E. Jennifer Edelman is certified as an internist and an HIV specialist, and in addiction medicine. She provides care at the Yale New Haven Hospital Center for Infectious Diseases. Her research focuses on addressing substance use among individuals with—and at substantial risk for—HIV in clinical and community-based settings.
Madhav Menon is a transplant nephrologist whose work focuses on mechanisms underlying the development of longer-term injury to transplanted kidneys, which is an important cause of transplant failure and return to dialysis worldwide. His group has revealed how common genetic variations in kidney donors or recipients can increase the risk of injury to transplanted kidneys.

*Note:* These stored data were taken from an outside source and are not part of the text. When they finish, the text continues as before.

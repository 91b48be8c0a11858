//! Configuration validation.
//!
//! # Responsibilities
//! - Semantic validation (serde handles syntactic)
//! - Validate value ranges (timeouts > 0, redirect codes in 3xx)
//! - Detect conflicting options (trailing-slash redirect loops)
//!
//! # Design Decisions
//! - Returns all validation errors, not just first
//! - Validation is pure function: EdgeConfig → Result<(), Vec<ValidationError>>
//! - Runs before config is accepted into the system

use std::net::SocketAddr;

use regex::Regex;
use thiserror::Error;

use crate::config::schema::{is_redirect_status, EdgeConfig, StorageBackend};

/// A single semantic problem in the configuration.
#[derive(Debug, Clone, PartialEq, Eq, Error)]
pub enum ValidationError {
    #[error("listener.bind_address '{0}' is not a socket address")]
    BindAddress(String),

    #[error("storage.bucket must not be empty")]
    EmptyBucket,

    #[error("storage.endpoint '{0}' is not a valid URL")]
    StorageEndpoint(String),

    #[error("functions.base_url '{0}' is not a valid URL")]
    FunctionEndpoint(String),

    #[error("{option} must be a 3xx status, got {code}")]
    RedirectStatus { option: &'static str, code: u16 },

    #[error("{0} must be greater than zero")]
    ZeroTimeout(&'static str),

    #[error("static_site.leave_trailing_slash entry '{0}' is not a valid regex")]
    LeaveTrailingSlashPattern(String),

    #[error("static_site.trailing_slash_only and trailing_slash_redirection would redirect in a loop")]
    TrailingSlashLoop,

    #[error("static_site.subroutes entry '{route}' needs a route below '/' and a bucket")]
    Subroute { route: String },
}

/// Validate a parsed configuration, collecting every problem found.
pub fn validate_config(config: &EdgeConfig) -> Result<(), Vec<ValidationError>> {
    let mut errors = Vec::new();

    if config.listener.bind_address.parse::<SocketAddr>().is_err() {
        errors.push(ValidationError::BindAddress(
            config.listener.bind_address.clone(),
        ));
    }

    if config.storage.bucket.trim().is_empty() {
        errors.push(ValidationError::EmptyBucket);
    }

    if config.storage.backend == StorageBackend::Http
        && url::Url::parse(&config.storage.endpoint).is_err()
    {
        errors.push(ValidationError::StorageEndpoint(config.storage.endpoint.clone()));
    }

    if url::Url::parse(&config.functions.base_url).is_err() {
        errors.push(ValidationError::FunctionEndpoint(config.functions.base_url.clone()));
    }

    for (option, code) in [
        ("redirects.default_status", config.redirects.default_status),
        ("static_site.redirect_status", config.static_site.redirect_status),
    ] {
        if !is_redirect_status(code) {
            errors.push(ValidationError::RedirectStatus { option, code });
        }
    }

    for (option, secs) in [
        ("storage.fetch_timeout_secs", config.storage.fetch_timeout_secs),
        ("functions.timeout_secs", config.functions.timeout_secs),
        ("timeouts.request_secs", config.timeouts.request_secs),
    ] {
        if secs == 0 {
            errors.push(ValidationError::ZeroTimeout(option));
        }
    }

    for pattern in &config.static_site.leave_trailing_slash {
        if Regex::new(pattern).is_err() {
            errors.push(ValidationError::LeaveTrailingSlashPattern(pattern.clone()));
        }
    }

    if config.static_site.trailing_slash_only && config.static_site.trailing_slash_redirection {
        errors.push(ValidationError::TrailingSlashLoop);
    }

    for (route, bucket) in &config.static_site.subroutes {
        if route.trim_matches('/').is_empty() || bucket.trim().is_empty() {
            errors.push(ValidationError::Subroute {
                route: route.clone(),
            });
        }
    }

    if errors.is_empty() {
        Ok(())
    } else {
        Err(errors)
    }
}

#[cfg(test)]
mod tests {
    use super::*;

    #[test]
    fn test_default_config_is_valid() {
        assert_eq!(validate_config(&EdgeConfig::default()), Ok(()));
    }

    #[test]
    fn test_collects_all_errors() {
        let mut config = EdgeConfig::default();
        config.listener.bind_address = "nowhere".into();
        config.redirects.default_status = 200;
        config.timeouts.request_secs = 0;
        config.static_site.leave_trailing_slash = vec!["(".into()];

        let errors = validate_config(&config).unwrap_err();
        assert_eq!(errors.len(), 4);
        assert!(errors.contains(&ValidationError::RedirectStatus {
            option: "redirects.default_status",
            code: 200,
        }));
        assert!(errors.contains(&ValidationError::ZeroTimeout("timeouts.request_secs")));
    }

    #[test]
    fn test_trailing_slash_loop_is_rejected() {
        let mut config = EdgeConfig::default();
        config.static_site.trailing_slash_only = true;
        config.static_site.trailing_slash_redirection = true;

        assert_eq!(
            validate_config(&config),
            Err(vec![ValidationError::TrailingSlashLoop])
        );
    }

    #[test]
    fn test_subroutes_need_prefix_and_bucket() {
        let mut config = EdgeConfig::default();
        config.static_site.subroutes.insert("/docs".into(), "docs-site".into());
        assert_eq!(validate_config(&config), Ok(()));

        config.static_site.subroutes.insert("/".into(), "root".into());
        config.static_site.subroutes.insert("/blog".into(), " ".into());
        let errors = validate_config(&config).unwrap_err();
        assert_eq!(errors.len(), 2);
        assert!(errors.contains(&ValidationError::Subroute { route: "/".into() }));
    }
}
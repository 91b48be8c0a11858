//! Configuration management subsystem.
//!
//! # Data Flow
//! ```text
//! config file (TOML)
//!     → loader.rs (parse & deserialize)
//!     → validation.rs (semantic checks)
//!     → EdgeConfig (validated, immutable)
//!     → shared via Arc with the routing snapshot
//!
//! On reload signal:
//!     watcher.rs detects change
//!     → loader.rs loads new config
//!     → validation.rs validates
//!     → control documents re-fetched, new EdgeRouter built
//!     → atomic swap of Arc<EdgeRouter>
//! ```
//!
//! # Design Decisions
//! - Config is immutable once loaded; changes require full reload
//! - All fields have defaults to allow minimal configs
//! - Validation separates syntactic (serde) from semantic checks
//! - The listener address is read once; it is not hot-reloaded

pub mod loader;
pub mod schema;
pub mod validation;
pub mod watcher;

pub use loader::{load_config, ConfigError};
pub use watcher::ConfigWatcher;
pub use schema::{
    AuthConfig, ControlDocumentConfig, CorsConfig, EdgeConfig, FunctionConfig, HeadersConfig,
    ListenerConfig, LogFormat, ObservabilityConfig, RedirectConfig, StaticSiteConfig,
    StorageBackend, StorageConfig, TimeoutConfig,
};
//! Configuration loading from disk.

use std::fs;
use std::path::Path;

use thiserror::Error;

use crate::config::schema::EdgeConfig;
use crate::config::validation::{validate_config, ValidationError};

/// Error type for configuration loading.
#[derive(Debug, Error)]
pub enum ConfigError {
    #[error("IO error: {0}")]
    Io(#[from] std::io::Error),

    #[error("Parse error: {0}")]
    Parse(#[from] toml::de::Error),

    #[error("Validation failed: {}", join_errors(.0))]
    Validation(Vec<ValidationError>),
}

fn join_errors(errors: &[ValidationError]) -> String {
    errors
        .iter()
        .map(ToString::to_string)
        .collect::<Vec<_>>()
        .join(", ")
}

/// Load and validate configuration from a TOML file.
pub fn load_config(path: &Path) -> Result<EdgeConfig, ConfigError> {
    let content = fs::read_to_string(path)?;
    parse_config(&content)
}

/// Parse and validate configuration from TOML text.
pub fn parse_config(content: &str) -> Result<EdgeConfig, ConfigError> {
    let config: EdgeConfig = toml::from_str(content)?;

    validate_config(&config).map_err(ConfigError::Validation)?;

    Ok(config)
}
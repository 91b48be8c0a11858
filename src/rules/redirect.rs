//! Redirect resolver.

use axum::http::StatusCode;
use serde::Deserialize;
use url::Url;

use crate::config::schema::is_redirect_status;
use crate::config::RedirectConfig;
use crate::routing::decision::RoutingDecision;
use crate::routing::matcher::PathPattern;
use crate::rules::table::{Keyed, RuleTable};
use crate::rules::RuleError;

/// Value of one entry in `redirects.json`.
#[derive(Debug, Clone, Deserialize)]
#[serde(untagged)]
pub enum RedirectEntry {
    /// A bare target; status and trailing-slash handling use the defaults.
    Target(String),
    Detailed {
        target: String,
        #[serde(default)]
        status: Option<StatusValue>,
        #[serde(default, rename = "trailing-slash", alias = "trailing_slash")]
        trailing_slash: Option<bool>,
    },
}

/// Status codes are authored as numbers or strings.
#[derive(Debug, Clone, Deserialize)]
#[serde(untagged)]
pub enum StatusValue {
    Code(u16),
    Text(String),
}

impl StatusValue {
    fn code(&self) -> Option<u16> {
        match self {
            Self::Code(code) => Some(*code),
            Self::Text(text) => text.trim().parse().ok(),
        }
    }

    fn raw(&self) -> String {
        match self {
            Self::Code(code) => code.to_string(),
            Self::Text(text) => text.clone(),
        }
    }
}

#[derive(Debug, Clone, PartialEq, Eq)]
pub struct RedirectRule {
    pattern: PathPattern,
    target: String,
    status: StatusCode,
    trailing_slash_variant: bool,
}

impl RedirectRule {
    pub fn new(
        pattern: &str,
        target: impl Into<String>,
        status: u16,
        trailing_slash_variant: bool,
    ) -> Result<Self, RuleError> {
        let target = target.into();
        if target.trim().is_empty() {
            return Err(RuleError::EmptyTarget(pattern.to_string()));
        }

        let status = StatusCode::from_u16(status)
            .ok()
            .filter(|_| is_redirect_status(status))
            .ok_or_else(|| RuleError::Status {
                pattern: pattern.to_string(),
                status: status.to_string(),
            })?;

        Ok(Self {
            pattern: PathPattern::compile(pattern)?,
            target,
            status,
            // The root has no slash-less twin.
            trailing_slash_variant: trailing_slash_variant && pattern != "/",
        })
    }

    /// Normalize a control-document entry, filling gaps from the defaults.
    pub fn from_entry(
        pattern: &str,
        entry: RedirectEntry,
        defaults: &RedirectConfig,
    ) -> Result<Self, RuleError> {
        let default_status = defaults.default_status_code().as_u16();
        match entry {
            RedirectEntry::Target(target) => {
                Self::new(pattern, target, default_status, defaults.trailing_slash)
            }
            RedirectEntry::Detailed {
                target,
                status,
                trailing_slash,
            } => {
                let status = match status {
                    None => default_status,
                    Some(value) => value.code().ok_or_else(|| RuleError::Status {
                        pattern: pattern.to_string(),
                        status: value.raw(),
                    })?,
                };
                Self::new(
                    pattern,
                    target,
                    status,
                    trailing_slash.unwrap_or(defaults.trailing_slash),
                )
            }
        }
    }

    pub fn pattern(&self) -> &PathPattern {
        &self.pattern
    }

    pub fn target(&self) -> &str {
        &self.target
    }

    pub fn status(&self) -> StatusCode {
        self.status
    }

    pub fn includes_trailing_slash_variant(&self) -> bool {
        self.trailing_slash_variant
    }

    /// Match `path`, or its trailing-slash twin when the rule opts in.
    pub fn matches(&self, path: &str) -> bool {
        if self.pattern.matches(path) {
            return true;
        }
        if !self.trailing_slash_variant {
            return false;
        }
        match path.strip_suffix('/') {
            Some(stripped) if !stripped.is_empty() => self.pattern.matches(stripped),
            Some(_) => false,
            None => self.pattern.matches(&format!("{}/", path)),
        }
    }
}

impl Keyed for RedirectRule {
    fn key(&self) -> &str {
        self.pattern.as_str()
    }
}

/// Host that root-relative redirect targets are made absolute against.
#[derive(Debug, Clone, PartialEq, Eq)]
pub struct TargetHost {
    base: Url,
}

impl TargetHost {
    /// Accepts `example.com` (assumed https) or a full `scheme://host[:port]`.
    pub fn parse(host: &str) -> Result<Self, url::ParseError> {
        let host = host.trim().trim_end_matches('/');
        let base = if host.contains("://") {
            Url::parse(host)?
        } else {
            Url::parse(&format!("https://{}", host))?
        };
        Ok(Self { base })
    }

    /// Absolute and protocol-relative targets are returned unchanged.
    pub fn apply(&self, target: &str) -> String {
        if !target.starts_with('/') || target.starts_with("//") {
            return target.to_string();
        }
        self.base
            .join(target)
            .map(String::from)
            .unwrap_or_else(|_| target.to_string())
    }
}

/// Consults the redirect table for each request.
#[derive(Debug, Clone, Default, PartialEq, Eq)]
pub struct RedirectResolver {
    rules: RuleTable<RedirectRule>,
    target_host: Option<TargetHost>,
}

impl RedirectResolver {
    pub fn new(rules: RuleTable<RedirectRule>, target_host: Option<TargetHost>) -> Self {
        Self { rules, target_host }
    }

    pub fn rules(&self) -> &RuleTable<RedirectRule> {
        &self.rules
    }

    pub fn target_host(&self) -> Option<&TargetHost> {
        self.target_host.as_ref()
    }

    /// Apply the host override, if any, to a root-relative target.
    pub fn absolutize(&self, target: &str) -> String {
        match &self.target_host {
            Some(host) => host.apply(target),
            None => target.to_string(),
        }
    }

    pub fn resolve(&self, path: &str) -> RoutingDecision {
        match self.rules.first_match(|rule| rule.matches(path)) {
            Some(rule) => RoutingDecision::Redirect {
                target: self.absolutize(rule.target()),
                status: rule.status(),
            },
            None => RoutingDecision::PassThrough,
        }
    }
}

F. Perry Wilson uses patient-level data and advanced analytics to personalize medicine for each individual patient. His research interests focus on the interface of digital health with medical care and extend to clinical-decision support interventions, wearable devices, and artificial intelligence. He is the creator of the popular online course, Understanding Medical Research: Your Facebook Friend Is Wrong, on the Coursera platform, and the author of How Medicine Works and When It Doesn’t.
They will be officially inducted in April.
The ASCI is a nonprofit medical honor society composed of more than 3,000 physician-scientists representing all medical specialties. The society “is dedicated to the advancement of research that extends understanding of diseases and improves treatment, and members are committed to mentoring future generations of physician-scientists.”